A theme that I heard repeatedly during this year’s program and in the past is that innovation doesn’t just involve the CEO or founder, but rather it is a bottom’s up process involving many people at all levels of the organization. Those honored at the EY event recognized that truth; the first people many of them thanked in their acceptance speeches were their employees. Those who will go far know they need to develop a team of key people who believe in what they are trying to accomplish. “The best advice I ever got from anybody is … get the wrong people off the bus as quickly as possible and get the right people on the bus,” said Kleczynski in a video about Malwarebytes, an anti-malware software provider. “They will get you going; they will get you where you need to go.”

With the help of the right people, entrepreneurs look for ways to disrupt and change industries, and that is what drives them. AnchorFree, for instance, aims to give everyone across the globe freedom when using the Internet and privacy protection when doing so. In his video, Gorodyansky said the company faced “headwinds” in its goals “but also knew in our hearts that we’re doing the right thing.”

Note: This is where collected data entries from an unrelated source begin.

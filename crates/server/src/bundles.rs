use std::{
    path::{Path, PathBuf},
    sync::Arc,
};

use axum::{
    http::{header, StatusCode},
    response::{IntoResponse, Response},
    Json,
};
use shared::{
    assets::AssetKind,
    error::{ApiError, ErrorCode},
};
use tracing::{debug, error, warn};
use webtools_api::{AssetManager, PageContext};

use crate::app_state::AppState;

/// Resource files on disk and the uri prefix they are published under.
#[derive(Debug, Clone)]
pub(crate) struct ResourceFiles {
    mount: String,
    dir: PathBuf,
}

impl ResourceFiles {
    /// `None` when `uri` is not a local path this server can mount.
    pub(crate) fn new(uri: &str, dir: impl Into<PathBuf>) -> Option<Self> {
        let mount = uri.trim_end_matches('/');
        if mount.is_empty() || !mount.starts_with('/') {
            warn!(%uri, "resources uri is not a local path, not serving resources");
            return None;
        }
        Some(Self {
            mount: mount.to_string(),
            dir: dir.into(),
        })
    }

    pub(crate) fn mount(&self) -> &str {
        &self.mount
    }

    pub(crate) fn dir(&self) -> &Path {
        &self.dir
    }

    /// Maps a published resource uri back onto its file.
    pub(crate) fn resolve(&self, uri: &str) -> Option<PathBuf> {
        let relative = uri.strip_prefix(&self.mount)?.strip_prefix('/')?;
        if relative
            .split('/')
            .any(|segment| segment.is_empty() || segment == "." || segment == "..")
        {
            return None;
        }
        Some(self.dir.join(relative))
    }
}

/// A joined collection and the route its output is served from.
#[derive(Debug, Clone, PartialEq, Eq)]
pub(crate) struct BundleRoute {
    pub(crate) route: String,
    pub(crate) collection: String,
    pub(crate) kind: AssetKind,
}

pub(crate) fn bundle_routes(assets: &AssetManager) -> Vec<BundleRoute> {
    assets
        .iter()
        .filter_map(|collection| {
            let target = collection.target_path()?;
            let kind = collection
                .iter()
                .find(|asset| collection.is_bundled(asset))?
                .kind;
            Some(BundleRoute {
                route: format!("/{}", target.trim_start_matches('/')),
                collection: collection.name().to_string(),
                kind,
            })
        })
        .collect()
}

/// Concatenates the collection's joined files in registration order.
///
/// Filters are not applied; the files are passed through as they are.
pub(crate) async fn serve_bundle(
    state: Arc<AppState>,
    page: PageContext,
    bundle: BundleRoute,
) -> Result<Response, (StatusCode, Json<ApiError>)> {
    let files = state
        .resources
        .as_ref()
        .ok_or_else(|| not_found("resources are not served"))?;
    let collection = page
        .assets
        .get(&bundle.collection)
        .ok_or_else(|| not_found(format!("unknown collection '{}'", bundle.collection)))?;

    let mut body = String::new();
    for uri in collection.bundled_paths(bundle.kind) {
        let path = files.resolve(uri).ok_or_else(|| {
            error!(%uri, collection = %bundle.collection, "asset is outside the resources mount");
            (
                StatusCode::INTERNAL_SERVER_ERROR,
                Json(ApiError::new(
                    ErrorCode::Internal,
                    format!("cannot bundle '{uri}'"),
                )),
            )
        })?;
        let content = tokio::fs::read_to_string(&path).await.map_err(|e| {
            error!(path = %path.display(), error = %e, "failed to read bundled asset");
            not_found(format!("missing asset '{uri}'"))
        })?;
        body.push_str(&content);
        if !content.ends_with('\n') {
            body.push('\n');
        }
    }

    debug!(collection = %bundle.collection, bytes = body.len(), "served bundle");
    let content_type = match bundle.kind {
        AssetKind::Stylesheet => "text/css; charset=utf-8",
        AssetKind::Script => "application/javascript; charset=utf-8",
    };
    Ok(([(header::CONTENT_TYPE, content_type)], body).into_response())
}

fn not_found(message: impl Into<String>) -> (StatusCode, Json<ApiError>) {
    (
        StatusCode::NOT_FOUND,
        Json(ApiError::new(ErrorCode::NotFound, message)),
    )
}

Certainly, younger companies have more freedom to get changes made quickly. This is particularly true of the private companies involved in this program (over 80 percent of all award winners are privately held). Studies have shown that what really make the finalists different are their independence, freedom and flexibility. The overarching value they all share is outstanding leadership plus a willingness to try new things. Once a quarter, Trulia lets its engineers pursue any idea they have in mind, without the red tape that oftentimes ties down more established companies from realizing innovation. “It’s an incredible way for us to create an environment where creativity, where ownership is part of the culture,” according to Flint of the real-estate listing site. “So, new employees can come in, they can build a product they’re passionate about, solve the problem they want to solve, and release it to the public soon after.”

Indeed, their nimbleness and openness to ideas are continuing to make entrepreneurs the job engine of our economy, and all indications are that this will continue for the foreseeable future.

We can all learn from their stories, particularly in my industry. The world of finance and accounting consulting has been constantly changing over the past 10 to 20 years. Innovation in the way companies approach the market, deal with clients and look for talent is critical to success. Evolution in our business is oftentimes driven by regulatory changes and new ways of interpreting rules and principles. A firm that doesn’t embrace change and work with it will be left behind. The firms with strong visionary leadership are the ones that are leading the industry and staying ahead of the curve.

Stan Fels is a director at RoseRyan, who joined the finance and accounting firm in 2006. In addition to helping the finance dream team keep their skills sharp and stay true to RoseRyan’s proven processes, he matches gurus to clients in the high tech and life sciences sectors.